┌─ PROVIDED RECORDS

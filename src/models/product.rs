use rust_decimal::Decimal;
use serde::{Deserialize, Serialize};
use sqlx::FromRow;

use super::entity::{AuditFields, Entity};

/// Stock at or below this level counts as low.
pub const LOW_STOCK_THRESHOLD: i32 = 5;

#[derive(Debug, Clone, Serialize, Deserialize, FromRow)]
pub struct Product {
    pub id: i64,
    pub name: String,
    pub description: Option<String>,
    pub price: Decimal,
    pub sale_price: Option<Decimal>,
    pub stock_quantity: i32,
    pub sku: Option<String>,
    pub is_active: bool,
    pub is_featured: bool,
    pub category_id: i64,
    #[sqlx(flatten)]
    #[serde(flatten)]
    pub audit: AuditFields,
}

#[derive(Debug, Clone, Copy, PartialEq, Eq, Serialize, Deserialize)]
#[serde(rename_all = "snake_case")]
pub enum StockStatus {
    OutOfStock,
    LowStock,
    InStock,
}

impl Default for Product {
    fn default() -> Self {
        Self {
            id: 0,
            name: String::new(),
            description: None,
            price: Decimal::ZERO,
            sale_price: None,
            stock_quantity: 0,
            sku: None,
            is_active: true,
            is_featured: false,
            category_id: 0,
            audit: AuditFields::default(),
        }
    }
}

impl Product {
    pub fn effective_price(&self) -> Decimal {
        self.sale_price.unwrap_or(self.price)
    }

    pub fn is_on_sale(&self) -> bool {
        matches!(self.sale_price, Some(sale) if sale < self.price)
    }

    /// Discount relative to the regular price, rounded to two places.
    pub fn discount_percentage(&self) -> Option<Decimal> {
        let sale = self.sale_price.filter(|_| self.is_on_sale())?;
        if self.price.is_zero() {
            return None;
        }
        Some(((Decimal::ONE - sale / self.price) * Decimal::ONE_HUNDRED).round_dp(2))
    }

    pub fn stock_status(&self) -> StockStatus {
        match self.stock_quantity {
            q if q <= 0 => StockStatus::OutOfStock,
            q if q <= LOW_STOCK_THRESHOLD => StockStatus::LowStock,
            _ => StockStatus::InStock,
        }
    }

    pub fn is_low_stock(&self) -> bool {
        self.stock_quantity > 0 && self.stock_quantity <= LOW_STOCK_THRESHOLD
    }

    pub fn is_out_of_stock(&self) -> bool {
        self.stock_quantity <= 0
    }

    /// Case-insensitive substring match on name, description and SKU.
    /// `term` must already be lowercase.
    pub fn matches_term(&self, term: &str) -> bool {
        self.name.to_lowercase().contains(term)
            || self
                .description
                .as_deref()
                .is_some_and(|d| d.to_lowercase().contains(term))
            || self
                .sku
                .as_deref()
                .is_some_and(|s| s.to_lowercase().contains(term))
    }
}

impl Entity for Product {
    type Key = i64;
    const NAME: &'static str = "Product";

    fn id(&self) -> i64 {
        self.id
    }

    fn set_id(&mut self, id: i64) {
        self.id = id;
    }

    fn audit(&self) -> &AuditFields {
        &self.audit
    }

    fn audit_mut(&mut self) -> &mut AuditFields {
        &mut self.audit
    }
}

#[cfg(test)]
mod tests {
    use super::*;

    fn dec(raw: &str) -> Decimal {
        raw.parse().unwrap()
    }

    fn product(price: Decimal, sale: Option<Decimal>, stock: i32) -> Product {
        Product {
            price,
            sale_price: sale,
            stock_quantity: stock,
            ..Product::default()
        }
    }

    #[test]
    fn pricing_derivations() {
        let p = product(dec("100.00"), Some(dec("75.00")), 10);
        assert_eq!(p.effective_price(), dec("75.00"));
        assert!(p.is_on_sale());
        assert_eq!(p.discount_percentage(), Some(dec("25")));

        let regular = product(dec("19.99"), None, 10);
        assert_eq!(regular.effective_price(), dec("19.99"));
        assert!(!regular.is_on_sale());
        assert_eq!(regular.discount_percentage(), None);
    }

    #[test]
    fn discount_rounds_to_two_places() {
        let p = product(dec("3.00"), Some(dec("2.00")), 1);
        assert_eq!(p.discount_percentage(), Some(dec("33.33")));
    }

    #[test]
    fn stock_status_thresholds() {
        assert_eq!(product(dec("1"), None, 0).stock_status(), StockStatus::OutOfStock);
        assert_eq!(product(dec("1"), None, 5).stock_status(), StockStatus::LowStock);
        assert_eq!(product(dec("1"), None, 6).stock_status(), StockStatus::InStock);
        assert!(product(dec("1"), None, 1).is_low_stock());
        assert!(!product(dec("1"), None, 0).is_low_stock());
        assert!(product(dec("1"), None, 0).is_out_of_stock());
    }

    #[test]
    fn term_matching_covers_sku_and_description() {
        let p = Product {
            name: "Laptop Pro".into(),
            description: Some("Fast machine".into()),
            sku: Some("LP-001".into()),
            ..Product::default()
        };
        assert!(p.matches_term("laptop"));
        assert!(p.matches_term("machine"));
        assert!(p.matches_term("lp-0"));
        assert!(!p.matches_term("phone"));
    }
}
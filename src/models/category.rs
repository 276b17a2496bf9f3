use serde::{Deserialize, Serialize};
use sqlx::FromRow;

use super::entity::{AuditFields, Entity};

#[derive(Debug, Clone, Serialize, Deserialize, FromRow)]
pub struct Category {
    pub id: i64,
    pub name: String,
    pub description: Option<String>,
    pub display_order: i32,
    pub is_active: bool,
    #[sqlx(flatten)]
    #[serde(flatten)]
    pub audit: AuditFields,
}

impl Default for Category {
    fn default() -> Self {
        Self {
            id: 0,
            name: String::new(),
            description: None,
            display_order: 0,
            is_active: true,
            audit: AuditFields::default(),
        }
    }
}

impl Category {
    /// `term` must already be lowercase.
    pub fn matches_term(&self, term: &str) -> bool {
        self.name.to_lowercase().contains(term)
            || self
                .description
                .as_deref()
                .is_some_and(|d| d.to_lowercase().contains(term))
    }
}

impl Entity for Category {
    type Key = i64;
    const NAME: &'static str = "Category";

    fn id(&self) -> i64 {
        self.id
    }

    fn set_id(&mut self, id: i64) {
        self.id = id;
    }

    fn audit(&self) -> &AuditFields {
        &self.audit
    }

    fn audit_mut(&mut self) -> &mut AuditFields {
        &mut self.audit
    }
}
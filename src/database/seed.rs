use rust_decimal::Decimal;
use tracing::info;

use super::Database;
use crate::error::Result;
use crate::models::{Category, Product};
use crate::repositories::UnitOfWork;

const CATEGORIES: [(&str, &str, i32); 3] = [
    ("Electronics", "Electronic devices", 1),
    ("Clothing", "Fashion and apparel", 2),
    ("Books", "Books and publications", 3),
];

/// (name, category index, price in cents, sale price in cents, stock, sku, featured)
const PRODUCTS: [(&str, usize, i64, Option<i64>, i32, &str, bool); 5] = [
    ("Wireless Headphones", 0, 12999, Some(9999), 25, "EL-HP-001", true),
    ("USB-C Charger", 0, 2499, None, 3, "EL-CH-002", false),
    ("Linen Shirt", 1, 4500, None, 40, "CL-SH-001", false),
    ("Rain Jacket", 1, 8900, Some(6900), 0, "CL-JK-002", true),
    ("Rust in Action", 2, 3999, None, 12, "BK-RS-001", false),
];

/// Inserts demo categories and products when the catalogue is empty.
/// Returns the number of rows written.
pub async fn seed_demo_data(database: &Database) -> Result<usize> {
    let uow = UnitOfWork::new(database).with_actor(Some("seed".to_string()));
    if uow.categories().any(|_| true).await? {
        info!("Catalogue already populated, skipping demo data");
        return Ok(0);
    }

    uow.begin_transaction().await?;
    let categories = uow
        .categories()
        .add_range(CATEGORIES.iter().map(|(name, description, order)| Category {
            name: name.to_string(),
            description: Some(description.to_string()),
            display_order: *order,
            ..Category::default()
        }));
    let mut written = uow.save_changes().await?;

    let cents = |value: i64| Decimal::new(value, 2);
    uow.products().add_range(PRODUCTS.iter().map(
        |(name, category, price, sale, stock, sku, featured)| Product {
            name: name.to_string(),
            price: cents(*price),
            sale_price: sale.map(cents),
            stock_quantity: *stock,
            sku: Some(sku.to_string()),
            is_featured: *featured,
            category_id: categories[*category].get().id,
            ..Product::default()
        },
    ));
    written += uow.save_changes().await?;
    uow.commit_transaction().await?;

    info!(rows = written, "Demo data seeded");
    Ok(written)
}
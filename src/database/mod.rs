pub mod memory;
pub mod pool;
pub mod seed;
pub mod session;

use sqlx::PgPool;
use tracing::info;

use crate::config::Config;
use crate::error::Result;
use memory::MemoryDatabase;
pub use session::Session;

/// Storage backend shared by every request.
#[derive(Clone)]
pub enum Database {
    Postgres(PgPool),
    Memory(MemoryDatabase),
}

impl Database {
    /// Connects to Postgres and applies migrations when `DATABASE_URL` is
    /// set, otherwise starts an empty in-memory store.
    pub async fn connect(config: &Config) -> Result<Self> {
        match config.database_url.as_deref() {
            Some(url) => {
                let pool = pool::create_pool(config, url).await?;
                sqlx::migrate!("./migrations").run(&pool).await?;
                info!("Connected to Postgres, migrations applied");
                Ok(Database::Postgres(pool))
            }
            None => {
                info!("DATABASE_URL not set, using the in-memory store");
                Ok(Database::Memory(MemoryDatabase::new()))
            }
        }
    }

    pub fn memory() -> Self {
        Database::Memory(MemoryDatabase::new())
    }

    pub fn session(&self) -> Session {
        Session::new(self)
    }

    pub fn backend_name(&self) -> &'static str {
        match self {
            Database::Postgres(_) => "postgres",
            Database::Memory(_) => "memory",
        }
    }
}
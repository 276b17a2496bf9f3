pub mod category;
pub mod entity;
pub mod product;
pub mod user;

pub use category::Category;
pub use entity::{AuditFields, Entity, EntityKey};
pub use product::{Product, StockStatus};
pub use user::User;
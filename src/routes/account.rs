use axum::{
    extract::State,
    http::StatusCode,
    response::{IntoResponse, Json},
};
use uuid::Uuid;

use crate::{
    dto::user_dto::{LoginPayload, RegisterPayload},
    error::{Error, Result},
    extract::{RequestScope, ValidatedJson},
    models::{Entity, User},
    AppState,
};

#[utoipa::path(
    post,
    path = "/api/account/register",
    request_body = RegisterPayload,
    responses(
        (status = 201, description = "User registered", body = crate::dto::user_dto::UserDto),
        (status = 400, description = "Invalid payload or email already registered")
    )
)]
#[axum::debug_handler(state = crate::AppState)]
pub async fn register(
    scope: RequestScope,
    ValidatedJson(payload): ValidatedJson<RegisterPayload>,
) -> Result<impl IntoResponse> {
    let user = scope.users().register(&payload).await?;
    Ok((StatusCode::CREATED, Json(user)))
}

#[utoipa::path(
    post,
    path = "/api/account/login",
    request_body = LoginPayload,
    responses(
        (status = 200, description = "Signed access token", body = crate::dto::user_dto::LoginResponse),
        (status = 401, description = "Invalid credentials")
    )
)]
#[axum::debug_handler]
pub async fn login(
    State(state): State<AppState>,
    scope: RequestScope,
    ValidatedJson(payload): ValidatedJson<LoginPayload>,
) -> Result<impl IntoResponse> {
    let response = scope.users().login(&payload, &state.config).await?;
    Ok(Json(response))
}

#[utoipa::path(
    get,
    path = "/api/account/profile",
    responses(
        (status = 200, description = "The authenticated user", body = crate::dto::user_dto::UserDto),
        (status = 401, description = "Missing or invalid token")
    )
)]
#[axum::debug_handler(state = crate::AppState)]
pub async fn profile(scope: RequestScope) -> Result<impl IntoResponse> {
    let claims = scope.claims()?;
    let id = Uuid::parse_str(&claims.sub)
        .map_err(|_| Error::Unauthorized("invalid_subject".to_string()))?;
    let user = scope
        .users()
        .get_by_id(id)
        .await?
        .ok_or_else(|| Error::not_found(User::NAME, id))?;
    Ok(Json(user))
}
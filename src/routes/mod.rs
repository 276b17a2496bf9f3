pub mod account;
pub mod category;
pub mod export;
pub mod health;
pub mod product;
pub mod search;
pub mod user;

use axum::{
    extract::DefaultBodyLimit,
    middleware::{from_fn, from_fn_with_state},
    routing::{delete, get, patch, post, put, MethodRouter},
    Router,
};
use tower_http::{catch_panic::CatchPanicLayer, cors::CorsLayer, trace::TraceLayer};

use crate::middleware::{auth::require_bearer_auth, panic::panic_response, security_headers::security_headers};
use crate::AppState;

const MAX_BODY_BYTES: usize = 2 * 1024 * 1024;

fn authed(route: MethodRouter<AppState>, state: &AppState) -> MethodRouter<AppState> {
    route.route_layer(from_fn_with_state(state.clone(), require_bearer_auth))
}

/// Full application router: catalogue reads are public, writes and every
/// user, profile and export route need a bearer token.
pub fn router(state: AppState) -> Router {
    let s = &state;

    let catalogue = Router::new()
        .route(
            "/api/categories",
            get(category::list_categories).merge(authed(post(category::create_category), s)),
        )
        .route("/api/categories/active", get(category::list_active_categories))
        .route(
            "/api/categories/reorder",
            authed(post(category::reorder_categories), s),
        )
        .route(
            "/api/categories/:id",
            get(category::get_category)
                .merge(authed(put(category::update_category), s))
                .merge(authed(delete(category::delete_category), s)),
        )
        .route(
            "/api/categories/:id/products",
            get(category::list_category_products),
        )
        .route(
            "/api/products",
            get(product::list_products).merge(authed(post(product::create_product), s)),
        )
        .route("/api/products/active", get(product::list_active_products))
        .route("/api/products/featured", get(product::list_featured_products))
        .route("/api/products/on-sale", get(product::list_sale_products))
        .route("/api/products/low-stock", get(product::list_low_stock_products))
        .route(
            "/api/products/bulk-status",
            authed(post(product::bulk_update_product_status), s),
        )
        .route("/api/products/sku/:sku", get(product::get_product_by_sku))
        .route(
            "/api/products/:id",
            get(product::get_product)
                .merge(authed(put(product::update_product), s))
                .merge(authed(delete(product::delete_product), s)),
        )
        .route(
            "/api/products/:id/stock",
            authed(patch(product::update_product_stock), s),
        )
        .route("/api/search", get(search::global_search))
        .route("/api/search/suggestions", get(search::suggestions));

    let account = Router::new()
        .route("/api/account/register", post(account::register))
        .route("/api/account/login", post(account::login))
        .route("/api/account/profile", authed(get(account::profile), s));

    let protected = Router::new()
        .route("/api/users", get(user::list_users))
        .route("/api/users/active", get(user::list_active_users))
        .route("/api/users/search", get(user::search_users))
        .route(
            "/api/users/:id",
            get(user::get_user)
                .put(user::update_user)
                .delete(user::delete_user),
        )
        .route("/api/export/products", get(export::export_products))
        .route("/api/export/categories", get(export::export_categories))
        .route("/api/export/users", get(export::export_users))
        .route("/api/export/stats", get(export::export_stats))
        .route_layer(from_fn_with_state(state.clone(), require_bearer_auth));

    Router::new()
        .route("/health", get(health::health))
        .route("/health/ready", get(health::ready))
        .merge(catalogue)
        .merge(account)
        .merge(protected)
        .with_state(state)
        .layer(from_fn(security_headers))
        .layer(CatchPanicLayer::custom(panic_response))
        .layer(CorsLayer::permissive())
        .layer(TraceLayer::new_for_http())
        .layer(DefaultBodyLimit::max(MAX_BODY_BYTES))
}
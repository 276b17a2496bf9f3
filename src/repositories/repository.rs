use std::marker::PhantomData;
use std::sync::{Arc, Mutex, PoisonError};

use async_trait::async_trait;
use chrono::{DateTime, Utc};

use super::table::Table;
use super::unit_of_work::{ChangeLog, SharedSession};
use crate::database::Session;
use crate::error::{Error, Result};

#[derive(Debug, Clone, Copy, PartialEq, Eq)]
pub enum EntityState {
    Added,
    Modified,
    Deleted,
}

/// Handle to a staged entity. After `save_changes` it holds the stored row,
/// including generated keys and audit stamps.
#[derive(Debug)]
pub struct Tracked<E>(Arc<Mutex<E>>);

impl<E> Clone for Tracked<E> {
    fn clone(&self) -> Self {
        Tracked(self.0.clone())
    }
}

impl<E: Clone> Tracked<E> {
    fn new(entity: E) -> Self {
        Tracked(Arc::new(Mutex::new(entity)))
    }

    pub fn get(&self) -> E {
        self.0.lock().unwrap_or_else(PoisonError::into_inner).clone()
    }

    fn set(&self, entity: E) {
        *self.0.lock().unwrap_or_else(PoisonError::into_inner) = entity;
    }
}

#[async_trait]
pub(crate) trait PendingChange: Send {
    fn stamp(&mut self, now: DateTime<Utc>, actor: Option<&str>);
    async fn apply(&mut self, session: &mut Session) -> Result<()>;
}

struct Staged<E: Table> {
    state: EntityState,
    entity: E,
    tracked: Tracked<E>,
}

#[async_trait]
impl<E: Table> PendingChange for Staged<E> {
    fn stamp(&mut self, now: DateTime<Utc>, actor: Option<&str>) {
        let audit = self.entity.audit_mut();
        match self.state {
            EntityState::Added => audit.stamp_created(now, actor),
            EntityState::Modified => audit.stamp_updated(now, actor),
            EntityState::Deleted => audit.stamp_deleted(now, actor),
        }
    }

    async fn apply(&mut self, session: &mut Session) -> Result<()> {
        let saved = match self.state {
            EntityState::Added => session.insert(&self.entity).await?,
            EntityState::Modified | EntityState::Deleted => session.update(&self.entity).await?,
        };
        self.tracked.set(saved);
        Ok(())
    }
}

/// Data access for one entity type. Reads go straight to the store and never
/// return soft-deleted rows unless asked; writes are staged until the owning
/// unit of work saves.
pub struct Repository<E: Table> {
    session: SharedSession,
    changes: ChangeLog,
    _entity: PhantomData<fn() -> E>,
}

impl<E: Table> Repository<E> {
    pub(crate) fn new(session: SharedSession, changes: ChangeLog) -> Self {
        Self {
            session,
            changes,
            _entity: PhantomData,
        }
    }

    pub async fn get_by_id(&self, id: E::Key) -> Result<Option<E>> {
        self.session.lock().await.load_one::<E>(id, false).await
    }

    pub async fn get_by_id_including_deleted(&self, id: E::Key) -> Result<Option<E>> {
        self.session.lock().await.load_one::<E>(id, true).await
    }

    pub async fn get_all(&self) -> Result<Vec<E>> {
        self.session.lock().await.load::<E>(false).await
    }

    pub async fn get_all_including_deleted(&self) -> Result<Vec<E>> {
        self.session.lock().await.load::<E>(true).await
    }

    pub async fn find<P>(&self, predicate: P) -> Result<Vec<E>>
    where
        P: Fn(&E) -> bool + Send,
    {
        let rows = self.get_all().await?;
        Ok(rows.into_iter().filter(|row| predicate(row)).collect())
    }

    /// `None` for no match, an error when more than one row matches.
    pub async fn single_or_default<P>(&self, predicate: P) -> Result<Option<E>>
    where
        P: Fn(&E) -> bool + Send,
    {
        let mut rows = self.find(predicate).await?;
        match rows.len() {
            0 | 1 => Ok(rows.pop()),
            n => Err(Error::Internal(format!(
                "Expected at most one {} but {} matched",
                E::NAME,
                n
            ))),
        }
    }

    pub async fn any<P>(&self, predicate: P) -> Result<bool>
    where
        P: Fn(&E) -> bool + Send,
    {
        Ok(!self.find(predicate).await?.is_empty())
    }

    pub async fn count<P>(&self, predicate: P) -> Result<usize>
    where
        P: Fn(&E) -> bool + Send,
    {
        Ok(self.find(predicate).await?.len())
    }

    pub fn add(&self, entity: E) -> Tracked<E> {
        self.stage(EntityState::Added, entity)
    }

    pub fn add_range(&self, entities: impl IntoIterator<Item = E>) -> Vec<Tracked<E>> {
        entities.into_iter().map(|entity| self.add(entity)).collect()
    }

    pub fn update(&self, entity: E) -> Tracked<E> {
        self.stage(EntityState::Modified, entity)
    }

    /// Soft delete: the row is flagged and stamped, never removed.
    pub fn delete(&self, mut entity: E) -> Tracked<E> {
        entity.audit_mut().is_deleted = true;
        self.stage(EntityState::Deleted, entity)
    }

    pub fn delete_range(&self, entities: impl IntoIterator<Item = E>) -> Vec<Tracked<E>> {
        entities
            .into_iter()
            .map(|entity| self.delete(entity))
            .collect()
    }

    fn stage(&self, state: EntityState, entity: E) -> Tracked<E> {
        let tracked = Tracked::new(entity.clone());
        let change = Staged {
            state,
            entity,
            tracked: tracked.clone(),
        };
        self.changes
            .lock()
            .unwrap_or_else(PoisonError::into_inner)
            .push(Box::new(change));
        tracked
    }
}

└─

**DESCRIPTION OF THE TASK**
Check all the records above and select each line where the string "Table" is found.

**ANSWER SECTION**
use super::table::Table;
struct Staged<E: Table> {
impl<E: Table> PendingChange for Staged<E> {
pub struct Repository<E: Table> {
impl<E: Table> Repository<E> {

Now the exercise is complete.